TASK STATEMENT ▸ Each record below needs to be written out exactly as it reads.

EXERCISE INPUT ▸
-- Opening Marker --

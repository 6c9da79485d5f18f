use std::error::Error;
use std::fs;

use sitepipe::watch::ChangeCache;

type TestResult = Result<(), Box<dyn Error>>;

#[test]
fn unchanged_content_is_reported_only_once() -> TestResult {
    let dir = tempfile::tempdir()?;
    let file = dir.path().join("main.scss");
    fs::write(&file, "body { color: red }")?;

    let mut cache = ChangeCache::new();

    // First observation counts as a change; an identical rewrite does not.
    assert!(cache.is_changed(&file));
    fs::write(&file, "body { color: red }")?;
    assert!(!cache.is_changed(&file));

    fs::write(&file, "body { color: blue }")?;
    assert!(cache.is_changed(&file));
    Ok(())
}

#[test]
fn deleted_then_recreated_file_counts_as_changed() -> TestResult {
    let dir = tempfile::tempdir()?;
    let file = dir.path().join("app.ts");
    fs::write(&file, "console.log('hi')")?;

    let mut cache = ChangeCache::new();
    assert!(cache.is_changed(&file));

    fs::remove_file(&file)?;
    assert!(cache.is_changed(&file));

    // Recreation with the old content is still a change: the cache entry was
    // dropped when the file went away.
    fs::write(&file, "console.log('hi')")?;
    assert!(cache.is_changed(&file));
    Ok(())
}
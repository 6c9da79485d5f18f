// src/logging.rs

//! Logging setup using `tracing` + `tracing-subscriber`.
//!
//! The effective filter comes from, in order: the `--log-level` CLI flag,
//! the `SITEPIPE_LOG` environment variable (a full `EnvFilter` directive,
//! e.g. `"debug"` or `"sitepipe=debug,notify=warn"`), or `"sitepipe=info"`.

use anyhow::Result;
use tracing_subscriber::layer::SubscriberExt;
use tracing_subscriber::util::SubscriberInitExt;
use tracing_subscriber::EnvFilter;

use crate::cli::LogLevel;

/// Environment variable consulted when `--log-level` is absent.
pub const LOG_ENV_VAR: &str = "SITEPIPE_LOG";

/// Install the global subscriber. Call once, at startup.
pub fn init_logging(cli_level: Option<LogLevel>) -> Result<()> {
    let filter = match cli_level {
        Some(level) => EnvFilter::new(directive_for(level)),
        None => EnvFilter::try_from_env(LOG_ENV_VAR)
            .unwrap_or_else(|_| EnvFilter::new("sitepipe=info")),
    };

    tracing_subscriber::registry()
        .with(filter)
        .with(tracing_subscriber::fmt::layer().with_target(true))
        .init();

    Ok(())
}

fn directive_for(level: LogLevel) -> &'static str {
    match level {
        LogLevel::Error => "error",
        LogLevel::Warn => "warn",
        LogLevel::Info => "info",
        LogLevel::Debug => "debug",
        LogLevel::Trace => "trace",
    }
}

-- Closing Marker --

THE ANSWER ▸
repository 6c9da79485d5f18f
use std::error::Error;
use std::fs;

use sitepipe::watch::ChangeCache;

type TestResult = Result<(), Box<dyn Error>>;

#[test]
fn unchanged_content_is_reported_only_once() -> TestResult {
    let dir = tempfile::tempdir()?;
    let file = dir.path().join("main.scss");
    fs::write(&file, "body { color: red }")?;

    let mut cache = ChangeCache::new();

    // First observation counts as a change; an identical rewrite does not.
    assert!(cache.is_changed(&file));
    fs::write(&file, "body { color: red }")?;
    assert!(!cache.is_changed(&file));

    fs::write(&file, "body { color: blue }")?;
    assert!(cache.is_changed(&file));
    Ok(())
}

#[test]
fn deleted_then_recreated_file_counts_as_changed() -> TestResult {
    let dir = tempfile::tempdir()?;
    let file = dir.path().join("app.ts");
    fs::write(&file, "console.log('hi')")?;

    let mut cache = ChangeCache::new();
    assert!(cache.is_changed(&file));

    fs::remove_file(&file)?;
    assert!(cache.is_changed(&file));

    // Recreation with the old content is still a change: the cache entry was
    // dropped when the file went away.
    fs::write(&file, "console.log('hi')")?;
    assert!(cache.is_changed(&file));
    Ok(())
}
repository 6c9da79485d5f18f
// src/logging.rs

//! Logging setup using `tracing` + `tracing-subscriber`.
//!
//! The effective filter comes from, in order: the `--log-level` CLI flag,
//! the `SITEPIPE_LOG` environment variable (a full `EnvFilter` directive,
//! e.g. `"debug"` or `"sitepipe=debug,notify=warn"`), or `"sitepipe=info"`.

use anyhow::Result;
use tracing_subscriber::layer::SubscriberExt;
use tracing_subscriber::util::SubscriberInitExt;
use tracing_subscriber::EnvFilter;

use crate::cli::LogLevel;

/// Environment variable consulted when `--log-level` is absent.
pub const LOG_ENV_VAR: &str = "SITEPIPE_LOG";

/// Install the global subscriber. Call once, at startup.
pub fn init_logging(cli_level: Option<LogLevel>) -> Result<()> {
    let filter = match cli_level {
        Some(level) => EnvFilter::new(directive_for(level)),
        None => EnvFilter::try_from_env(LOG_ENV_VAR)
            .unwrap_or_else(|_| EnvFilter::new("sitepipe=info")),
    };

    tracing_subscriber::registry()
        .with(filter)
        .with(tracing_subscriber::fmt::layer().with_target(true))
        .init();

    Ok(())
}

fn directive_for(level: LogLevel) -> &'static str {
    match level {
        LogLevel::Error => "error",
        LogLevel::Warn => "warn",
        LogLevel::Info => "info",
        LogLevel::Debug => "debug",
        LogLevel::Trace => "trace",
    }
}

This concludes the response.